Two of our own portfolio positions, Collins Foods (ASX:CKF) and Qube (ASX:QUB) recently raised equity, with very different receptions from investors. Naturally, we look at these two examples as case studies of what to do and what not to do, particularly as they both raised around 10% of the market value at the time. At the very least, they provide helpful insights into how we as shareholders should want businesses to act in order to preserve and grow invested capital.
CKF’s raising was primarily via a $54.5 million institutional placement underwritten by UBS and Wilsons. In layman’s terms, it was an open offer to select institutions at a set price of $5.25, an ~11% discount to CKF’s share price at the time. We were immediately critical of this structure because, by not including an entitlement offer, it disadvantaged existing shareholders by not directly providing them the opportunity to preserve their proportionate ownership of the business. This inevitably led to dilution across the register. Equally problematic was the fact that CKF concurrently announced a minor downgrade to its core business, which was facing some cyclical pressures in Western Australia. As a result, the discount within the offer price had to be larger than it would otherwise have been. In other words, the structure and timing of the offer were poor. Ironically though, the market was almost uniformly supportive of the purpose of the raising – to opportunistically gain a foothold in the underpenetrated European market – the share price almost immediately fell around 15%, markedly below the placement price.

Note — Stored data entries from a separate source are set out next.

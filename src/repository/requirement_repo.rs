// ==========================================
// 需求协调驾驶舱 - 主需求仓储
// ==========================================
// 唯一键: (project_id, reqif_id)
// 红线: 主导入重复执行只更新，不产生重复行
// ==========================================

use crate::domain::requirement::{merge_attribute_bag, AttributeBag, MasterRequirement};
use crate::domain::types::IdStrategy;
use crate::repository::error::{RepositoryError, RepositoryResult};
use crate::repository::row_codec::{bag_col, enum_col, format_ts, now, ts_col};
use rusqlite::{params, Connection, OptionalExtension, Row, Transaction};
use std::sync::{Arc, Mutex};

const REQUIREMENT_COLUMNS: &str = r#"
    requirement_id, project_id, reqif_id, internal_id, id_strategy,
    type_tag, text_content, attributes_json, created_at, updated_at
"#;

/// 主需求写入载荷
#[derive(Debug, Clone)]
pub struct RequirementUpsert {
    pub project_id: i64,
    pub reqif_id: String,
    pub internal_id: Option<String>,
    pub id_strategy: IdStrategy,
    pub type_tag: Option<String>,
    pub text: String,
    pub attributes: AttributeBag,
}

/// upsert 结果
#[derive(Debug, Clone, Copy, PartialEq, Eq)]
pub enum UpsertOutcome {
    Created(i64),
    Updated(i64),
}

impl UpsertOutcome {
    pub fn id(&self) -> i64 {
        match self {
            UpsertOutcome::Created(id) | UpsertOutcome::Updated(id) => *id,
        }
    }
}

pub struct RequirementRepository {
    conn: Arc<Mutex<Connection>>,
}

impl RequirementRepository {
    pub fn new(conn: Arc<Mutex<Connection>>) -> Self {
        Self { conn }
    }

    fn get_conn(&self) -> RepositoryResult<std::sync::MutexGuard<Connection>> {
        self.conn
            .lock()
            .map_err(|e| RepositoryError::LockError(e.to_string()))
    }

    // ==========================================
    // 事务内写入
    // ==========================================

    /// 在事务中按 reqif_id upsert 主需求
    ///
    /// 已存在时: 正文/类型/内部标识以本次为准，属性包逐属性后写覆盖合并
    pub fn upsert_tx(tx: &Transaction, input: &RequirementUpsert) -> RepositoryResult<UpsertOutcome> {
        let ts = format_ts(&now());

        match Self::find_by_reqif_id_tx(tx, input.project_id, &input.reqif_id)? {
            Some(existing) => {
                let mut attributes = existing.attributes;
                merge_attribute_bag(&mut attributes, input.attributes.clone());

                tx.execute(
                    r#"
                    UPDATE master_requirement SET
                        internal_id = ?1,
                        id_strategy = ?2,
                        type_tag = COALESCE(?3, type_tag),
                        text_content = ?4,
                        attributes_json = ?5,
                        updated_at = ?6
                    WHERE requirement_id = ?7
                    "#,
                    params![
                        input.internal_id,
                        input.id_strategy.to_db_str(),
                        input.type_tag,
                        input.text,
                        serde_json::to_string(&attributes)?,
                        ts,
                        existing.requirement_id,
                    ],
                )?;
                Ok(UpsertOutcome::Updated(existing.requirement_id))
            }
            None => {
                tx.execute(
                    r#"
                    INSERT INTO master_requirement (
                        project_id, reqif_id, internal_id, id_strategy, type_tag,
                        text_content, attributes_json, created_at, updated_at
                    ) VALUES (?1, ?2, ?3, ?4, ?5, ?6, ?7, ?8, ?8)
                    "#,
                    params![
                        input.project_id,
                        input.reqif_id,
                        input.internal_id,
                        input.id_strategy.to_db_str(),
                        input.type_tag,
                        input.text,
                        serde_json::to_string(&input.attributes)?,
                        ts,
                    ],
                )?;
                Ok(UpsertOutcome::Created(tx.last_insert_rowid()))
            }
        }
    }

    // ==========================================
    // 查询
    // ==========================================

    pub fn find_by_reqif_id_tx(
        conn: &Connection,
        project_id: i64,
        reqif_id: &str,
    ) -> RepositoryResult<Option<MasterRequirement>> {
        let sql = format!(
            "SELECT {} FROM master_requirement WHERE project_id = ?1 AND reqif_id = ?2",
            REQUIREMENT_COLUMNS
        );
        Ok(conn
            .query_row(&sql, params![project_id, reqif_id], map_requirement)
            .optional()?)
    }

    /// 按文档内部标识查询（多行命中时取最早导入的一行）
    pub fn find_by_internal_id_tx(
        conn: &Connection,
        project_id: i64,
        internal_id: &str,
    ) -> RepositoryResult<Option<MasterRequirement>> {
        let sql = format!(
            r#"
            SELECT {} FROM master_requirement
            WHERE project_id = ?1 AND internal_id = ?2
            ORDER BY requirement_id
            LIMIT 1
            "#,
            REQUIREMENT_COLUMNS
        );
        Ok(conn
            .query_row(&sql, params![project_id, internal_id], map_requirement)
            .optional()?)
    }

    pub fn find_by_reqif_id(
        &self,
        project_id: i64,
        reqif_id: &str,
    ) -> RepositoryResult<Option<MasterRequirement>> {
        let conn = self.get_conn()?;
        Self::find_by_reqif_id_tx(&conn, project_id, reqif_id)
    }

    pub fn find_by_id(&self, requirement_id: i64) -> RepositoryResult<Option<MasterRequirement>> {
        let conn = self.get_conn()?;
        let sql = format!(
            "SELECT {} FROM master_requirement WHERE requirement_id = ?1",
            REQUIREMENT_COLUMNS
        );
        Ok(conn
            .query_row(&sql, params![requirement_id], map_requirement)
            .optional()?)
    }

    /// 项目内全部主需求（按插入顺序）
    pub fn list_by_project(&self, project_id: i64) -> RepositoryResult<Vec<MasterRequirement>> {
        let conn = self.get_conn()?;
        Self::list_by_project_tx(&conn, project_id)
    }

    pub fn list_by_project_tx(
        conn: &Connection,
        project_id: i64,
    ) -> RepositoryResult<Vec<MasterRequirement>> {
        let sql = format!(
            "SELECT {} FROM master_requirement WHERE project_id = ?1 ORDER BY requirement_id",
            REQUIREMENT_COLUMNS
        );
        let mut stmt = conn.prepare(&sql)?;
        let rows = stmt
            .query_map(params![project_id], map_requirement)?
            .collect::<Result<Vec<_>, _>>()?;
        Ok(rows)
    }

    pub fn count_by_project(&self, project_id: i64) -> RepositoryResult<usize> {
        let conn = self.get_conn()?;
        let count: i64 = conn.query_row(
            "SELECT COUNT(*) FROM master_requirement WHERE project_id = ?1",
            params![project_id],
            |row| row.get(0),
        )?;
        Ok(count as usize)
    }
}

fn map_requirement(row: &Row) -> rusqlite::Result<MasterRequirement> {
    Ok(MasterRequirement {
        requirement_id: row.get(0)?,
        project_id: row.get(1)?,
        reqif_id: row.get(2)?,
        internal_id: row.get(3)?,
        id_strategy: enum_col(row, 4, IdStrategy::from_str)?,
        type_tag: row.get(5)?,
        text: row.get(6)?,
        attributes: bag_col(row, 7)?,
        created_at: ts_col(row, 8)?,
        updated_at: ts_col(row, 9)?,
    })
}

#[cfg(test)]
mod tests {
    use super::*;
    use crate::db::open_in_memory_store;
    use crate::domain::requirement::AttributeValue;
    use crate::repository::ProjectRepository;

    fn upsert_input(project_id: i64, reqif_id: &str, text: &str, attrs: &[(&str, &str)]) -> RequirementUpsert {
        RequirementUpsert {
            project_id,
            reqif_id: reqif_id.to_string(),
            internal_id: Some(format!("int-{}", reqif_id)),
            id_strategy: IdStrategy::Primary,
            type_tag: Some("Requirement".to_string()),
            text: text.to_string(),
            attributes: attrs
                .iter()
                .map(|(k, v)| (k.to_string(), AttributeValue::String(v.to_string())))
                .collect(),
        }
    }

    #[test]
    fn test_upsert_creates_then_updates_with_merge() {
        let store = open_in_memory_store().unwrap();
        let project = ProjectRepository::new(store.clone()).insert("P", None).unwrap();
        let repo = RequirementRepository::new(store.clone());

        {
            let conn = store.lock().unwrap();
            let tx = conn.unchecked_transaction().unwrap();
            let first = RequirementRepository::upsert_tx(
                &tx,
                &upsert_input(project.project_id, "R1", "old", &[("Prio", "High"), ("Owner", "A")]),
            )
            .unwrap();
            assert!(matches!(first, UpsertOutcome::Created(_)));

            let second = RequirementRepository::upsert_tx(
                &tx,
                &upsert_input(project.project_id, "R1", "new", &[("Owner", "B"), ("ASIL", "C")]),
            )
            .unwrap();
            assert_eq!(second, UpsertOutcome::Updated(first.id()));
            tx.commit().unwrap();
        }

        let all = repo.list_by_project(project.project_id).unwrap();
        assert_eq!(all.len(), 1);
        let r1 = &all[0];
        assert_eq!(r1.text, "new");
        let keys: Vec<&str> = r1.attributes.keys().map(String::as_str).collect();
        assert_eq!(keys, vec!["Prio", "Owner", "ASIL"]);
        assert_eq!(r1.attributes["Owner"], AttributeValue::String("B".into()));
    }

    #[test]
    fn test_find_by_internal_id_and_order() {
        let store = open_in_memory_store().unwrap();
        let project = ProjectRepository::new(store.clone()).insert("P", None).unwrap();
        let repo = RequirementRepository::new(store.clone());

        {
            let conn = store.lock().unwrap();
            let tx = conn.unchecked_transaction().unwrap();
            for id in ["R3", "R1", "R2"] {
                RequirementRepository::upsert_tx(&tx, &upsert_input(project.project_id, id, id, &[]))
                    .unwrap();
            }
            tx.commit().unwrap();
        }

        let ids: Vec<String> = repo
            .list_by_project(project.project_id)
            .unwrap()
            .into_iter()
            .map(|r| r.reqif_id)
            .collect();
        assert_eq!(ids, vec!["R3", "R1", "R2"]);

        let conn = store.lock().unwrap();
        let hit = RequirementRepository::find_by_internal_id_tx(&conn, project.project_id, "int-R1")
            .unwrap()
            .unwrap();
        assert_eq!(hit.reqif_id, "R1");
    }

    #[test]
    fn test_rollback_leaves_no_rows() {
        let store = open_in_memory_store().unwrap();
        let project = ProjectRepository::new(store.clone()).insert("P", None).unwrap();
        let repo = RequirementRepository::new(store.clone());

        {
            let conn = store.lock().unwrap();
            let tx = conn.unchecked_transaction().unwrap();
            RequirementRepository::upsert_tx(&tx, &upsert_input(project.project_id, "R1", "x", &[]))
                .unwrap();
            // 不提交
        }

        assert_eq!(repo.count_by_project(project.project_id).unwrap(), 0);
    }
}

Figure 1. CKF raised equity on 23 March – begun trading 24 March
Source. StocksInValue

QUB’s $350 million raising on the other hand, was done via a $228 million entitlement offer at $2.35 per share, and a $122 million placement prioritising existing shareholders, undertaken at an average of $2.42. Entitlement offers allow existing shareholders to proportionately participate in the raising so that their ownership stake is not diluted. Giving existing shareholders preference in the placement was also wise because it allowed QUB to maintain greater control over its register. The raising would be partly used to fund its Moorebank intermodal terminal, a capital-intensive project with wide market support and high value creation potential. The remainder is being used to pay down debt, opening the balance sheet for future growth opportunities. QUB had experienced a strong share price run over the preceding months and leveraged this to maximise the value of the raising. By providing positive updates about Moorebank and its operating conditions, it set a positive tone which was comfortably received and supported by its existing shareholders.

Figure 2. QUB raised equity on 31 May – began trading 2 June
Source. StocksInValue

As a result, QUB has held its share price while CKF has lost some support in the market. Both were sensible raisings but the manner in which they were offered and the way they were contextualised led to very different investor reactions. We believe this is an area of governance not given enough attention in the Australian market, particularly given it can have such a profound effect on short and medium-term outcomes for investors. We firmly believe that companies raising equity should always seek to minimise dilution to existing shareholders, precisely define its strategic intent and, raise in a context of market support.
Clime Asset Management owns shares in both Collins Foods and Qube.